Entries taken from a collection
== == ==

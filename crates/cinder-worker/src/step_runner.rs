// Runs a single step's script through a shell and reports how it ended.

use crate::environment::Environment;
use crate::file_command_manager::FileCommandManager;
use async_trait::async_trait;
use cinder_common::workflow::{ShellKind, Step};
use cinder_common::FailureReason;
use cinder_sdk::{OutputLine, ProcessExit, ProcessInvoker, ProcessRequest, TraceWriter};
use std::path::Path;
use std::sync::Arc;
use std::time::{Duration, Instant};
use tokio::sync::mpsc;
use tokio_util::sync::CancellationToken;

/// How a step ended.
#[derive(Debug, Clone, PartialEq)]
pub enum StepStatus {
    Succeeded,
    Failed { exit_code: i32 },
    TimedOut { after: Duration },
    Cancelled,
    SpawnFailed { message: String },
}

impl StepStatus {
    /// `None` for success and cancellation, which are not failures.
    pub fn failure_reason(&self) -> Option<FailureReason> {
        match self {
            StepStatus::Succeeded | StepStatus::Cancelled => None,
            StepStatus::Failed { exit_code } => Some(FailureReason::ExitCode { code: *exit_code }),
            StepStatus::TimedOut { after } => Some(FailureReason::TimedOut { after: *after }),
            StepStatus::SpawnFailed { message } => Some(FailureReason::SpawnFailed {
                message: message.clone(),
            }),
        }
    }
}

#[derive(Debug, Clone)]
pub struct StepOutcome {
    pub status: StepStatus,
    pub output: Vec<OutputLine>,
    pub duration: Duration,
}

impl StepOutcome {
    pub fn succeeded(&self) -> bool {
        self.status == StepStatus::Succeeded
    }

    /// The last `count` output lines joined with newlines.
    pub fn output_tail(&self, count: usize) -> String {
        let start = self.output.len().saturating_sub(count);
        self.output[start..]
            .iter()
            .map(|l| l.text.as_str())
            .collect::<Vec<_>>()
            .join("\n")
    }

    fn spawn_failed(message: String, started: Instant) -> Self {
        Self {
            status: StepStatus::SpawnFailed { message },
            output: Vec::new(),
            duration: started.elapsed(),
        }
    }
}

/// Executes one step inside a job environment.
///
/// Implementations must never panic on a bad step; every way a step can go
/// wrong is a [`StepStatus`].
#[async_trait]
pub trait StepRunner: Send + Sync {
    async fn run(
        &self,
        step: &Step,
        env: &mut Environment,
        timeout: Duration,
        cancel: CancellationToken,
        output: Option<mpsc::UnboundedSender<OutputLine>>,
    ) -> StepOutcome;
}

/// Interpreter command line for a script, with `{0}` standing for the
/// script path.
#[derive(Debug, Clone, PartialEq, Eq)]
pub struct ShellCommand {
    pub program: String,
    pub args: Vec<String>,
    pub extension: &'static str,
}

impl ShellCommand {
    pub fn resolve(shell: &ShellKind) -> Self {
        match shell {
            ShellKind::Default => {
                if which::which("bash").is_ok() {
                    Self::resolve(&ShellKind::Bash)
                } else {
                    Self::resolve(&ShellKind::Sh)
                }
            }
            ShellKind::Bash => Self::new(
                "bash",
                &["--noprofile", "--norc", "-e", "-o", "pipefail", "{0}"],
                "sh",
            ),
            ShellKind::Sh => Self::new("sh", &["-e", "{0}"], "sh"),
            ShellKind::Python => Self::new("python3", &["{0}"], "py"),
            ShellKind::Custom(line) => {
                let mut parts = line.split_whitespace();
                let program = parts.next().unwrap_or("sh").to_string();
                let mut args: Vec<String> = parts.map(str::to_string).collect();
                if !args.iter().any(|a| a.contains("{0}")) {
                    args.push("{0}".to_string());
                }
                let extension = match program.as_str() {
                    "python" | "python3" => "py",
                    _ => "sh",
                };
                Self {
                    program,
                    args,
                    extension,
                }
            }
        }
    }

    fn new(program: &str, args: &[&str], extension: &'static str) -> Self {
        Self {
            program: program.to_string(),
            args: args.iter().map(|a| a.to_string()).collect(),
            extension,
        }
    }

    /// Arguments with the placeholder replaced by `script`.
    pub fn args_for(&self, script: &Path) -> Vec<String> {
        let script = script.to_string_lossy();
        self.args.iter().map(|a| a.replace("{0}", &script)).collect()
    }
}

/// The production runner: writes the script into the job's temp directory,
/// runs it with the job environment, then applies any file commands it left.
pub struct ScriptStepRunner {
    trace: Arc<dyn TraceWriter>,
    cancel_grace: Option<(Duration, Duration)>,
}

impl ScriptStepRunner {
    pub fn new(trace: Arc<dyn TraceWriter>) -> Self {
        Self {
            trace,
            cancel_grace: None,
        }
    }

    /// Shorten the SIGINT and SIGTERM grace periods used on cancellation.
    pub fn with_cancel_grace(mut self, sigint: Duration, sigterm: Duration) -> Self {
        self.cancel_grace = Some((sigint, sigterm));
        self
    }
}

#[async_trait]
impl StepRunner for ScriptStepRunner {
    async fn run(
        &self,
        step: &Step,
        env: &mut Environment,
        timeout: Duration,
        cancel: CancellationToken,
        output: Option<mpsc::UnboundedSender<OutputLine>>,
    ) -> StepOutcome {
        let started = Instant::now();
        let shell = ShellCommand::resolve(&step.shell);

        let script_path = env.temp().join(format!(
            "script_{}.{}",
            uuid::Uuid::new_v4().as_simple(),
            shell.extension
        ));
        if let Err(e) = std::fs::write(&script_path, &step.run) {
            return StepOutcome::spawn_failed(
                format!("failed to write script '{}': {}", script_path.display(), e),
                started,
            );
        }

        let commands = match FileCommandManager::initialize(env) {
            Ok(commands) => commands,
            Err(e) => {
                let _ = std::fs::remove_file(&script_path);
                return StepOutcome::spawn_failed(
                    format!("failed to create file command files: {e}"),
                    started,
                );
            }
        };

        let mut vars = env.process_environment(&step.env);
        vars.extend(commands.variables());

        let request = ProcessRequest::new(&shell.program)
            .args(shell.args_for(&script_path))
            .working_directory(env.working_directory(step.working_directory.as_deref()))
            .environment(vars, false)
            .timeout(Some(timeout));

        let mut invoker = ProcessInvoker::new(self.trace.clone());
        if let Some(sink) = output {
            invoker = invoker.with_line_sink(sink);
        }
        if let Some((sigint, sigterm)) = self.cancel_grace {
            invoker = invoker.with_cancel_grace(sigint, sigterm);
        }

        let result = invoker.execute(&request, cancel).await;
        let _ = std::fs::remove_file(&script_path);

        let outcome = match result {
            Ok(outcome) => outcome,
            Err(e) => {
                let _ = std::fs::remove_file(&commands.env_file);
                let _ = std::fs::remove_file(&commands.path_file);
                return StepOutcome::spawn_failed(format!("{e:#}"), started);
            }
        };

        let status = match outcome.exit {
            ProcessExit::Exited(0) => StepStatus::Succeeded,
            ProcessExit::Exited(code) => StepStatus::Failed { exit_code: code },
            ProcessExit::TimedOut => StepStatus::TimedOut { after: timeout },
            ProcessExit::Cancelled => StepStatus::Cancelled,
        };

        FileCommandManager::process(&commands, env, self.trace.as_ref());

        StepOutcome {
            status,
            output: outcome.output,
            duration: started.elapsed(),
        }
    }
}

#[cfg(test)]
mod tests {
    use super::*;
    use cinder_sdk::NullTraceWriter;
    use uuid::Uuid;

    fn runner() -> ScriptStepRunner {
        ScriptStepRunner::new(Arc::new(NullTraceWriter))
    }

    fn environment() -> (tempfile::TempDir, Environment) {
        let work = tempfile::tempdir().unwrap();
        let env = Environment::prepare(work.path(), Uuid::new_v4(), "job", None).unwrap();
        (work, env)
    }

    #[test]
    fn resolves_known_shells() {
        let bash = ShellCommand::resolve(&ShellKind::Bash);
        assert_eq!(bash.program, "bash");
        assert!(bash.args.contains(&"pipefail".to_string()));

        let python = ShellCommand::resolve(&ShellKind::Python);
        assert_eq!(python.program, "python3");
        assert_eq!(python.extension, "py");
    }

    #[test]
    fn custom_shell_appends_script_without_placeholder() {
        let custom = ShellCommand::resolve(&ShellKind::Custom("sh -x".into()));
        assert_eq!(custom.args_for(Path::new("/t/s.sh")), vec!["-x", "/t/s.sh"]);

        let placed = ShellCommand::resolve(&ShellKind::Custom("perl {0} --flag".into()));
        assert_eq!(placed.args_for(Path::new("/t/s.sh")), vec!["/t/s.sh", "--flag"]);
    }

    #[tokio::test]
    async fn successful_step_captures_output() {
        let (_work, mut env) = environment();
        let step = Step::new("greet", "echo hello").with_shell(ShellKind::Sh);

        let outcome = runner()
            .run(&step, &mut env, Duration::from_secs(30), CancellationToken::new(), None)
            .await;

        assert!(outcome.succeeded());
        assert_eq!(outcome.output_tail(5), "hello");
    }

    #[tokio::test]
    async fn failing_step_reports_exit_code() {
        let (_work, mut env) = environment();
        let step = Step::new("fail", "echo before\nexit 7\necho after").with_shell(ShellKind::Sh);

        let outcome = runner()
            .run(&step, &mut env, Duration::from_secs(30), CancellationToken::new(), None)
            .await;

        assert_eq!(outcome.status, StepStatus::Failed { exit_code: 7 });
        assert_eq!(outcome.output_tail(5), "before");
    }

    #[tokio::test]
    async fn timed_out_step() {
        let (_work, mut env) = environment();
        let step = Step::new("slow", "sleep 30").with_shell(ShellKind::Sh);
        let timeout = Duration::from_millis(300);

        let outcome = runner()
            .run(&step, &mut env, timeout, CancellationToken::new(), None)
            .await;

        assert_eq!(outcome.status, StepStatus::TimedOut { after: timeout });
        assert!(outcome.duration < Duration::from_secs(10));
    }

    #[tokio::test]
    async fn missing_working_directory_is_spawn_failure() {
        let (_work, mut env) = environment();
        let step = Step::new("cd", "true")
            .with_shell(ShellKind::Sh)
            .with_working_directory("does/not/exist");

        let outcome = runner()
            .run(&step, &mut env, Duration::from_secs(30), CancellationToken::new(), None)
            .await;

        assert!(matches!(outcome.status, StepStatus::SpawnFailed { .. }));
    }

    #[tokio::test]
    async fn step_sees_job_env_and_exports_to_later_steps() {
        let (_work, mut env) = environment();
        env.set_var("GREETING", "hi");
        let first = Step::new(
            "export",
            "echo \"$GREETING\"\n\
             echo \"FROM_FIRST=yes\" >> \"$CINDER_ENV\"\n\
             echo /opt/tools >> \"$CINDER_PATH\"",
        )
        .with_shell(ShellKind::Sh);
        let second =
            Step::new("read", "echo \"$FROM_FIRST\"\necho \"$PATH\"").with_shell(ShellKind::Sh);

        let r = runner();
        let one = r
            .run(&first, &mut env, Duration::from_secs(30), CancellationToken::new(), None)
            .await;
        assert_eq!(one.output_tail(1), "hi");
        assert_eq!(env.var("FROM_FIRST"), Some("yes"));

        let two = r
            .run(&second, &mut env, Duration::from_secs(30), CancellationToken::new(), None)
            .await;
        assert!(two.succeeded());
        assert_eq!(two.output[0].text, "yes");
        assert!(two.output[1].text.starts_with("/opt/tools"));
    }

    #[tokio::test]
    async fn script_runs_in_workspace_and_is_cleaned_up() {
        let (_work, mut env) = environment();
        let step = Step::new("pwd", "pwd").with_shell(ShellKind::Sh);

        let outcome = runner()
            .run(&step, &mut env, Duration::from_secs(30), CancellationToken::new(), None)
            .await;

        let expected = env.workspace().canonicalize().unwrap();
        assert_eq!(Path::new(&outcome.output[0].text).canonicalize().unwrap(), expected);
        assert_eq!(std::fs::read_dir(env.temp()).unwrap().count(), 0);
    }
}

== == ==

### BRIEF
Scan the records for the word "Instant". Copy each line where it turns up.

### ANSWER BOX
use std::time::{Duration, Instant};
    fn spawn_failed(message: String, started: Instant) -> Self {
        let started = Instant::now();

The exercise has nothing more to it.